> EXERCISE PROMPT: Repeat word for word the opening stretch of the entries, from the first line through the line containing "use smallvec::SmallVec;".

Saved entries
<<<<
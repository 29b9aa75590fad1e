//! Rich-text model for pre-formatted template regions.
//!
//! Template shapes arrive holding one paragraph with one run whose font,
//! size, color, and bullet style were baked in by the template designer.
//! Everything in this module is built around reusing that formatting:
//! writes replace text in place, and new paragraphs are only created by
//! copying the formatting of an existing one.

use crate::common::RGBColor;
use smallvec::SmallVec;

/// Character formatting carried by a text run.
#[derive(Debug, Clone, Default, PartialEq)]
pub struct RunFormat {
    /// Font name
    pub font_name: Option<String>,
    /// Font size in points
    pub font_size: Option<u16>,
    /// Font color
    pub color: Option<RGBColor>,
    /// Bold formatting
    pub bold: bool,
    /// Italic formatting
    pub italic: bool,
    /// Underline formatting
    pub underline: bool,
}

/// The smallest styled unit of text inside a paragraph.
#[derive(Debug, Clone, Default, PartialEq)]
pub struct TextRun {
    text: String,
    format: RunFormat,
}

impl TextRun {
    /// Create a run with the given text and formatting.
    pub fn new(text: impl Into<String>, format: RunFormat) -> Self {
        Self {
            text: text.into(),
            format,
        }
    }

    /// Create a run with default formatting.
    pub fn plain(text: impl Into<String>) -> Self {
        Self::new(text, RunFormat::default())
    }

    /// Text content of this run.
    pub fn text(&self) -> &str {
        &self.text
    }

    /// Replace the text without touching the formatting.
    pub fn set_text(&mut self, text: impl Into<String>) {
        self.text = text.into();
    }

    /// Formatting of this run.
    pub fn format(&self) -> &RunFormat {
        &self.format
    }

    /// Mutable access to the formatting.
    pub fn format_mut(&mut self) -> &mut RunFormat {
        &mut self.format
    }

    /// New run carrying this run's formatting with different text.
    pub fn inherit(&self, text: impl Into<String>) -> TextRun {
        TextRun::new(text, self.format.clone())
    }
}

/// Horizontal alignment of a paragraph.
#[derive(Debug, Clone, Copy, PartialEq, Eq)]
pub enum TextAlign {
    Left,
    Center,
    Right,
    Justify,
}

/// Vertical alignment of the font within a line.
#[derive(Debug, Clone, Copy, PartialEq, Eq)]
pub enum FontAlign {
    Auto,
    Top,
    Center,
    Baseline,
    Bottom,
}

/// Paragraph-level styling.
///
/// Margins and offsets are in points; a negative `indent` produces the
/// hanging layout used for bullet glyphs.
#[derive(Debug, Clone, Default, PartialEq)]
pub struct ParagraphFormat {
    /// Whether the paragraph renders a bullet glyph
    pub bullet: bool,
    /// Bullet nesting depth
    pub indent_level: u16,
    /// Left margin in points
    pub left_margin: Option<f64>,
    /// First-line indent offset in points
    pub indent: Option<f64>,
    /// Space before the paragraph in points
    pub space_before: Option<f64>,
    /// Horizontal alignment
    pub text_align: Option<TextAlign>,
    /// Vertical font alignment
    pub font_align: Option<FontAlign>,
}

/// An ordered sequence of runs sharing paragraph-level styling.
#[derive(Debug, Clone, Default)]
pub struct Paragraph {
    format: ParagraphFormat,
    runs: SmallVec<[TextRun; 2]>,
}

impl Paragraph {
    /// Create an empty paragraph with the given styling.
    pub fn new(format: ParagraphFormat) -> Self {
        Self {
            format,
            runs: SmallVec::new(),
        }
    }

    /// Create a default-styled paragraph holding one run.
    pub fn with_run(run: TextRun) -> Self {
        let mut paragraph = Self::default();
        paragraph.runs.push(run);
        paragraph
    }

    /// Paragraph-level styling.
    pub fn format(&self) -> &ParagraphFormat {
        &self.format
    }

    /// Mutable access to the paragraph-level styling.
    pub fn format_mut(&mut self) -> &mut ParagraphFormat {
        &mut self.format
    }

    /// Enable or disable the bullet glyph.
    pub fn set_bullet(&mut self, bullet: bool) {
        self.format.bullet = bullet;
    }

    /// Whether the paragraph renders a bullet glyph.
    pub fn is_bullet(&self) -> bool {
        self.format.bullet
    }

    /// Runs in document order.
    pub fn runs(&self) -> &[TextRun] {
        &self.runs
    }

    /// First run, if any.
    pub fn first_run(&self) -> Option<&TextRun> {
        self.runs.first()
    }

    /// Mutable first run, if any.
    pub fn first_run_mut(&mut self) -> Option<&mut TextRun> {
        self.runs.first_mut()
    }

    /// Append a run to the end of the paragraph.
    pub fn append_run(&mut self, run: TextRun) {
        self.runs.push(run);
    }

    /// Drop every run after the first one.
    pub fn retain_first_run(&mut self) {
        self.runs.truncate(1);
    }

    /// Remove all runs.
    pub fn clear_runs(&mut self) {
        self.runs.clear();
    }

    /// Concatenated text of all runs.
    pub fn text(&self) -> String {
        self.runs.iter().map(TextRun::text).collect()
    }
}

/// A mutable, pre-formatted paragraph container: one text region of the
/// output document.
#[derive(Debug, Clone, Default)]
pub struct TextBody {
    paragraphs: Vec<Paragraph>,
}

impl TextBody {
    /// Create an empty body.
    pub fn new() -> Self {
        Self::default()
    }

    /// A body holding one paragraph with one run — the shape every
    /// template region starts in.
    pub fn seeded(run: TextRun) -> Self {
        Self {
            paragraphs: vec![Paragraph::with_run(run)],
        }
    }

    /// Like [`TextBody::seeded`], with explicit paragraph styling.
    pub fn seeded_with(run: TextRun, format: ParagraphFormat) -> Self {
        let mut paragraph = Paragraph::new(format);
        paragraph.append_run(run);
        Self {
            paragraphs: vec![paragraph],
        }
    }

    /// Paragraphs in document order.
    pub fn paragraphs(&self) -> &[Paragraph] {
        &self.paragraphs
    }

    /// Paragraph at `index`, if it exists.
    pub fn paragraph_mut(&mut self, index: usize) -> Option<&mut Paragraph> {
        self.paragraphs.get_mut(index)
    }

    /// First paragraph, if any.
    pub fn first_paragraph(&self) -> Option<&Paragraph> {
        self.paragraphs.first()
    }

    /// Mutable first paragraph, if any.
    pub fn first_paragraph_mut(&mut self) -> Option<&mut Paragraph> {
        self.paragraphs.first_mut()
    }

    /// Append an already-built paragraph.
    pub fn push_paragraph(&mut self, paragraph: Paragraph) {
        self.paragraphs.push(paragraph);
    }

    /// Append a new paragraph whose paragraph and run formatting are copied
    /// from the last existing paragraph, holding one run with `text`.
    /// Returns the index of the new paragraph.
    ///
    /// This is the append-with-inherited-format primitive: it never
    /// introduces style data of its own.
    pub fn append_paragraph(&mut self, text: &str) -> usize {
        let (paragraph_format, run_format) = match self.paragraphs.last() {
            Some(last) => (
                last.format().clone(),
                last.runs()
                    .last()
                    .map(|run| run.format().clone())
                    .unwrap_or_default(),
            ),
            None => Default::default(),
        };
        let mut paragraph = Paragraph::new(paragraph_format);
        paragraph.append_run(TextRun::new(text, run_format));
        self.paragraphs.push(paragraph);
        self.paragraphs.len() - 1
    }

    /// Number of paragraphs.
    pub fn len(&self) -> usize {
        self.paragraphs.len()
    }

    /// Whether the body holds no paragraphs at all.
    pub fn is_empty(&self) -> bool {
        self.paragraphs.is_empty()
    }

    /// Remove every paragraph.
    pub fn clear(&mut self) {
        self.paragraphs.clear();
    }

    /// Concatenated paragraph texts, newline separated.
    pub fn text(&self) -> String {
        self.paragraphs
            .iter()
            .map(Paragraph::text)
            .collect::<Vec<_>>()
            .join("\n")
    }
}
>>>>
> EXERCISE OUTPUT:
repository 29b9aa75590fad1e
//! Rich-text model for pre-formatted template regions.
//!
//! Template shapes arrive holding one paragraph with one run whose font,
//! size, color, and bullet style were baked in by the template designer.
//! Everything in this module is built around reusing that formatting:
//! writes replace text in place, and new paragraphs are only created by
//! copying the formatting of an existing one.

use crate::common::RGBColor;
use smallvec::SmallVec;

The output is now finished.